**EXERCISE GOAL:** In your answer, reproduce exactly the lines from the beginning of the listing below through the one containing "pub struct SystemClock;", and only those lines.

**RECORDS TO USE:**
———

pub mod chaos;
pub mod order;

pub use chaos::*;
pub use order::*;
//! 时钟抽象
//!
//! 实验过期判断、样本时间戳与Pod创建时间都从 `Clock` 读取当前时间，
//! 测试中可用 `ManualClock` 手动推进。

use std::sync::Mutex;

use chrono::{DateTime, Duration, Utc};

pub trait Clock: Send + Sync {
    fn now(&self) -> DateTime<Utc>;
}

/// 系统时钟
#[derive(Debug, Default, Clone, Copy)]
pub struct SystemClock;

impl Clock for SystemClock {
    fn now(&self) -> DateTime<Utc> {
        Utc::now()
    }
}

/// 手动推进的时钟
#[derive(Debug)]
pub struct ManualClock {
    current: Mutex<DateTime<Utc>>,
}

impl ManualClock {
    pub fn new(start: DateTime<Utc>) -> Self {
        Self {
            current: Mutex::new(start),
        }
    }

    pub fn advance(&self, by: Duration) {
        let mut current = match self.current.lock() {
            Ok(current) => current,
            Err(poisoned) => poisoned.into_inner(),
        };
        *current += by;
    }

    pub fn set(&self, to: DateTime<Utc>) {
        let mut current = match self.current.lock() {
            Ok(current) => current,
            Err(poisoned) => poisoned.into_inner(),
        };
        *current = to;
    }
}

impl Default for ManualClock {
    fn default() -> Self {
        Self::new(Utc::now())
    }
}

impl Clock for ManualClock {
    fn now(&self) -> DateTime<Utc> {
        match self.current.lock() {
            Ok(current) => *current,
            Err(poisoned) => *poisoned.into_inner(),
        }
    }
}

#[cfg(test)]
mod tests {
    use super::*;

    #[test]
    fn test_manual_clock_advances() {
        let start = Utc::now();
        let clock = ManualClock::new(start);
        assert_eq!(clock.now(), start);

        clock.advance(Duration::seconds(31));
        assert_eq!(clock.now(), start + Duration::seconds(31));

        clock.set(start);
        assert_eq!(clock.now(), start);
    }
}
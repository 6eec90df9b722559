use std::time::Duration;

use axum::{
    extract::Request,
    http::{HeaderValue, Method},
    middleware::Next,
    response::Response,
};
use tower_http::{
    cors::{AllowOrigin, Any, CorsLayer},
    timeout::TimeoutLayer,
    trace::TraceLayer,
};
use tracing::{debug, info};

pub async fn request_logging(request: Request, next: Next) -> Response {
    let method = request.method().clone();
    let uri = request.uri().clone();
    let start = std::time::Instant::now();

    debug!("开始处理请求: {} {}", method, uri);

    let response = next.run(request).await;
    let duration = start.elapsed();

    info!(
        method = %method,
        uri = %uri,
        status = response.status().as_u16(),
        "完成请求处理: {} {} - 状态: {} - 耗时: {:?}",
        method,
        uri,
        response.status(),
        duration
    );

    response
}

/// 按配置的来源构建CORS层，包含 `*` 时允许任意来源
pub fn cors_layer(origins: &[String]) -> CorsLayer {
    let allow_origin = if origins.is_empty() || origins.iter().any(|o| o == "*") {
        AllowOrigin::from(Any)
    } else {
        AllowOrigin::list(
            origins
                .iter()
                .filter_map(|origin| HeaderValue::from_str(origin).ok()),
        )
    };

    CorsLayer::new()
        .allow_origin(allow_origin)
        .allow_methods([Method::GET, Method::POST])
        .allow_headers(Any)
}

pub fn trace_layer(
) -> TraceLayer<tower_http::classify::SharedClassifier<tower_http::classify::ServerErrorsAsFailures>>
{
    TraceLayer::new_for_http()
}

pub fn timeout_layer(seconds: u64) -> TimeoutLayer {
    TimeoutLayer::new(Duration::from_secs(seconds))
}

———

**EXERCISE RESPONSE:**
pub mod chaos;
pub mod order;

pub use chaos::*;
pub use order::*;
//! 时钟抽象
//!
//! 实验过期判断、样本时间戳与Pod创建时间都从 `Clock` 读取当前时间，
//! 测试中可用 `ManualClock` 手动推进。

use std::sync::Mutex;

use chrono::{DateTime, Duration, Utc};

pub trait Clock: Send + Sync {
    fn now(&self) -> DateTime<Utc>;
}

/// 系统时钟
#[derive(Debug, Default, Clone, Copy)]
pub struct SystemClock;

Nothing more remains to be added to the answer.